(Source data)
^^^^^^^^^^^^^^^^
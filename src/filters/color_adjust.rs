//! Gamma correction.
//!
//! Pixel-wise operation with no spatial context. Alpha is preserved unchanged.

use ndarray::{Array3, ArrayView3};

/// Gamma used by the enhancement pipeline unless configured otherwise.
pub const DEFAULT_GAMMA: f32 = 2.2;

/// Build the 256-entry lookup table for `255 * (v / 255)^(1 / gamma)`.
///
/// Non-positive gamma is raised to 0.001 rather than dividing by zero.
pub fn gamma_lut(gamma: f32) -> [u8; 256] {
    let inv_gamma = 1.0 / gamma.max(0.001);
    let mut lut = [0u8; 256];
    for (v, entry) in lut.iter_mut().enumerate() {
        let corrected = 255.0 * (v as f32 / 255.0).powf(inv_gamma);
        *entry = corrected.round().clamp(0.0, 255.0) as u8;
    }
    lut
}

/// Apply gamma correction (u8 version).
///
/// # Arguments
/// * `input` - RGBA image (height, width, 4)
/// * `gamma` - Gamma value: > 1.0 brightens midtones, < 1.0 darkens, 1.0 = no change
///
/// # Returns
/// Gamma-corrected image with same dimensions
pub fn gamma_rgba_u8(input: ArrayView3<u8>, gamma: f32) -> Array3<u8> {
    let (height, width, _) = input.dim();
    let mut output = Array3::<u8>::zeros((height, width, 4));
    let lut = gamma_lut(gamma);

    for y in 0..height {
        for x in 0..width {
            for c in 0..3 {
                output[[y, x, c]] = lut[input[[y, x, c]] as usize];
            }
            output[[y, x, 3]] = input[[y, x, 3]];
        }
    }
    output
}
^^^^^^^^^^^^^^^^
_Exercise description_
Nothing but the lines from the line containing "pub fn gamma_lut(gamma: f32)" through the final line of the entries should appear in your answer, copied exactly.

_Expected answer_
pub fn gamma_lut(gamma: f32) -> [u8; 256] {
    let inv_gamma = 1.0 / gamma.max(0.001);
    let mut lut = [0u8; 256];
    for (v, entry) in lut.iter_mut().enumerate() {
        let corrected = 255.0 * (v as f32 / 255.0).powf(inv_gamma);
        *entry = corrected.round().clamp(0.0, 255.0) as u8;
    }
    lut
}

/// Apply gamma correction (u8 version).
///
/// # Arguments
/// * `input` - RGBA image (height, width, 4)
/// * `gamma` - Gamma value: > 1.0 brightens midtones, < 1.0 darkens, 1.0 = no change
///
/// # Returns
/// Gamma-corrected image with same dimensions
pub fn gamma_rgba_u8(input: ArrayView3<u8>, gamma: f32) -> Array3<u8> {
    let (height, width, _) = input.dim();
    let mut output = Array3::<u8>::zeros((height, width, 4));
    let lut = gamma_lut(gamma);

    for y in 0..height {
        for x in 0..width {
            for c in 0..3 {
                output[[y, x, c]] = lut[input[[y, x, c]] as usize];
            }
            output[[y, x, 3]] = input[[y, x, 3]];
        }
    }
    output
}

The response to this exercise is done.